Your reply should be an exact copy of the lines from the one that holds "if total <= 0.0" to the end of the data below.

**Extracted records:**

☆ ☆ ☆ ☆ ☆ ☆ ☆

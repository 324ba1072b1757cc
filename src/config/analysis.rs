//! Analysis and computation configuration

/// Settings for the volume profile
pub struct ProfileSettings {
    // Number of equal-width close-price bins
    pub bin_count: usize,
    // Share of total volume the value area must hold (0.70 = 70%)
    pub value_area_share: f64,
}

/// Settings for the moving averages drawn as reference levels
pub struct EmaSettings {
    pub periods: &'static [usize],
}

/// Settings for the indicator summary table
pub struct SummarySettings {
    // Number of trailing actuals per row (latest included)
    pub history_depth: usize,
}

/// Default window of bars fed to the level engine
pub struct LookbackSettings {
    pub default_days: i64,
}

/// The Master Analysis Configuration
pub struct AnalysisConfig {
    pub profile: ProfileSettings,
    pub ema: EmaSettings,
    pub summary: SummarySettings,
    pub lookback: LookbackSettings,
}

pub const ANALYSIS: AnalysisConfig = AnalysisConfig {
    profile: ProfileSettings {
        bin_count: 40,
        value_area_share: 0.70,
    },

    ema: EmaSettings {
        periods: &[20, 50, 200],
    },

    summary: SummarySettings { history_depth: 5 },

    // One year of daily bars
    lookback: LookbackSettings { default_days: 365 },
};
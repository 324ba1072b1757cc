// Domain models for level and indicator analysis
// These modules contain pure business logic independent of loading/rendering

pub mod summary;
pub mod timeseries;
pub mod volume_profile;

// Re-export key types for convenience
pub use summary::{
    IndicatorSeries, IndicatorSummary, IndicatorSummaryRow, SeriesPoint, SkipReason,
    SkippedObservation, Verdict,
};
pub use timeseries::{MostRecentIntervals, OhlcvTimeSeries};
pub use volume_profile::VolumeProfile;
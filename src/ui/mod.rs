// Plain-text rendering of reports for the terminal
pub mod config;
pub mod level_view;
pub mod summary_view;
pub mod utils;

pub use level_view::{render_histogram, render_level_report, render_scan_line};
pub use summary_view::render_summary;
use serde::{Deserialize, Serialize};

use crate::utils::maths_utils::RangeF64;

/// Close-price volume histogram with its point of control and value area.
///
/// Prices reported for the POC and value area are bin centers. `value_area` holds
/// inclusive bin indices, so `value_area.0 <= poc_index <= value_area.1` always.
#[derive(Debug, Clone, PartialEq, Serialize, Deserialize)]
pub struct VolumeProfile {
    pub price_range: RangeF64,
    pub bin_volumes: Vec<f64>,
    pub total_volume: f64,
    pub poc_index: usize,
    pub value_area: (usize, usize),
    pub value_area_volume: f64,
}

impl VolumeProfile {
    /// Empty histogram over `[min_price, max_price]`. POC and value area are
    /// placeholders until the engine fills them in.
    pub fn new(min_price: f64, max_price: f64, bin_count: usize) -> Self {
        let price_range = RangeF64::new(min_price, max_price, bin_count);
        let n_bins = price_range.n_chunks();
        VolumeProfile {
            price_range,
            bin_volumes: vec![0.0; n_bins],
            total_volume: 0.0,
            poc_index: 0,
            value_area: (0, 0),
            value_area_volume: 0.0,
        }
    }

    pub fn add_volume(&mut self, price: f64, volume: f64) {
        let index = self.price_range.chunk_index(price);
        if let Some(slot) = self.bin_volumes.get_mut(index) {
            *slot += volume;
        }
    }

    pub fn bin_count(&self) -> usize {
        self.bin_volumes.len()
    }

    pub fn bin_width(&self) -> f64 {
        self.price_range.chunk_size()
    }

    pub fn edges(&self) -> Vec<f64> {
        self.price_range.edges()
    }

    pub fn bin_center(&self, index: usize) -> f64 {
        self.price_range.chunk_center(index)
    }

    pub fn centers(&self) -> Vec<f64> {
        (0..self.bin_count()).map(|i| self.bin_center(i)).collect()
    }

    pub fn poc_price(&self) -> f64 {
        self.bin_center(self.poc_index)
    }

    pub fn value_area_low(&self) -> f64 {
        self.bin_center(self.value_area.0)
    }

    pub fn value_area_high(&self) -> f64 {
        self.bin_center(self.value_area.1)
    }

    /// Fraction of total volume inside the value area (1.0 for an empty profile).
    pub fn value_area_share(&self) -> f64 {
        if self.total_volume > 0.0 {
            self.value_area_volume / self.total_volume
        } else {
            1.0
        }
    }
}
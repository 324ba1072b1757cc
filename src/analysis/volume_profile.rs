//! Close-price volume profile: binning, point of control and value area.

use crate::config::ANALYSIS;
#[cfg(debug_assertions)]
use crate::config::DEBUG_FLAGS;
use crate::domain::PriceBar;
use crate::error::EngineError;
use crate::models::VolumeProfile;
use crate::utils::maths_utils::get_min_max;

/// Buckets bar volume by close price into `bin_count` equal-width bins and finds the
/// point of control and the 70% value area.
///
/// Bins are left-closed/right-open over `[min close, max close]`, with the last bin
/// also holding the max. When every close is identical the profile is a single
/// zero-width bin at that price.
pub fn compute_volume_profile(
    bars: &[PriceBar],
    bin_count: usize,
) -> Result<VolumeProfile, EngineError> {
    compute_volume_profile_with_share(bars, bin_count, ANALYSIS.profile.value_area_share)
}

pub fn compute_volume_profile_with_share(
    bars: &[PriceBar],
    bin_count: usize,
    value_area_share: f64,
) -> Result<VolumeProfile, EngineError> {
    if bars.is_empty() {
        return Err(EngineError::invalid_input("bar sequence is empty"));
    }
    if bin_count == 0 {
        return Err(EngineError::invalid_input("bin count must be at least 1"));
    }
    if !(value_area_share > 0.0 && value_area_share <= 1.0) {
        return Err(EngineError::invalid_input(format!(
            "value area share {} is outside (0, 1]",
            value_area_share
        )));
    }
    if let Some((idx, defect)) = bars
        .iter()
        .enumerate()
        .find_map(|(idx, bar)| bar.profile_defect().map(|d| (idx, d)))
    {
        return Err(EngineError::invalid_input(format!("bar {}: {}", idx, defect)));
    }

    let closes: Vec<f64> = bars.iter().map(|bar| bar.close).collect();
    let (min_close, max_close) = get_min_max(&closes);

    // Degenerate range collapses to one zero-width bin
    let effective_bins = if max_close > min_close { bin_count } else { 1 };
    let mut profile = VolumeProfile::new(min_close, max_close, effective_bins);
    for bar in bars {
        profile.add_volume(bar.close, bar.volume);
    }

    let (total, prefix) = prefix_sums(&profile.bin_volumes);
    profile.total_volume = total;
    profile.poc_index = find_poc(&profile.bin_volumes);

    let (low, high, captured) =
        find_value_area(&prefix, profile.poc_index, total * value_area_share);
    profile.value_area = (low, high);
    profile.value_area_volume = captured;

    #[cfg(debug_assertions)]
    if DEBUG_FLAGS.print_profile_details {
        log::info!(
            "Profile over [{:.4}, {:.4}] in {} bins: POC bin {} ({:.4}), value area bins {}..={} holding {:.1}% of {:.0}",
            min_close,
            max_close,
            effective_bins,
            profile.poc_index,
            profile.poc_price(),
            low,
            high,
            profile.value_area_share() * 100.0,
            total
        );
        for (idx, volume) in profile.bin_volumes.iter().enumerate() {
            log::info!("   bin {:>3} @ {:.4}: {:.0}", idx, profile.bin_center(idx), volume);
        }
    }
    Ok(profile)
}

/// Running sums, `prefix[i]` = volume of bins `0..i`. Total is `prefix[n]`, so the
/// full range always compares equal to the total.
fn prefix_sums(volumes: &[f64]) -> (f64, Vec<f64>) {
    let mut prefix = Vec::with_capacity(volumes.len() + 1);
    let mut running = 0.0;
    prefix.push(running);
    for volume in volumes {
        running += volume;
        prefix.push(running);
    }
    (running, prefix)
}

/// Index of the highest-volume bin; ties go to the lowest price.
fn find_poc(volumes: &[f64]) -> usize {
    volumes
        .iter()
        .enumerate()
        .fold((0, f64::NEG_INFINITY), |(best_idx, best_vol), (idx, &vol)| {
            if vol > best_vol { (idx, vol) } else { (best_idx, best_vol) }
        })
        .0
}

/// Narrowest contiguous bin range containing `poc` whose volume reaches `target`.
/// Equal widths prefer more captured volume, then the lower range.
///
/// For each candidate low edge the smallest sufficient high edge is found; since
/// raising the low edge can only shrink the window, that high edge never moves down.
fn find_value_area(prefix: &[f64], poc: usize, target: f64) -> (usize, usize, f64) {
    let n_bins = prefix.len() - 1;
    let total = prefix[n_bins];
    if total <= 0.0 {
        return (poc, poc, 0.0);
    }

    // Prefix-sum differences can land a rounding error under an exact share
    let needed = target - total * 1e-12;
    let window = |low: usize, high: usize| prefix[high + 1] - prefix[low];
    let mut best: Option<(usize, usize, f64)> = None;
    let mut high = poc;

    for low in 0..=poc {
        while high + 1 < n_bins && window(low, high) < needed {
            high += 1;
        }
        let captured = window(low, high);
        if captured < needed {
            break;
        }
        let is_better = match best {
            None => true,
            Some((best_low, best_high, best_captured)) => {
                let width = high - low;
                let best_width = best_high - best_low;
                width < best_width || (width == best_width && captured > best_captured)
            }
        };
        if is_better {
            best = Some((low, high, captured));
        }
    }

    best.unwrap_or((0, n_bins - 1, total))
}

☆ ☆ ☆ ☆ ☆ ☆ ☆

**Completed task:**
    if total <= 0.0 {
        return (poc, poc, 0.0);
    }

    // Prefix-sum differences can land a rounding error under an exact share
    let needed = target - total * 1e-12;
    let window = |low: usize, high: usize| prefix[high + 1] - prefix[low];
    let mut best: Option<(usize, usize, f64)> = None;
    let mut high = poc;

    for low in 0..=poc {
        while high + 1 < n_bins && window(low, high) < needed {
            high += 1;
        }
        let captured = window(low, high);
        if captured < needed {
            break;
        }
        let is_better = match best {
            None => true,
            Some((best_low, best_high, best_captured)) => {
                let width = high - low;
                let best_width = best_high - best_low;
                width < best_width || (width == best_width && captured > best_captured)
            }
        };
        if is_better {
            best = Some((low, high, captured));
        }
    }

    best.unwrap_or((0, n_bins - 1, total))
}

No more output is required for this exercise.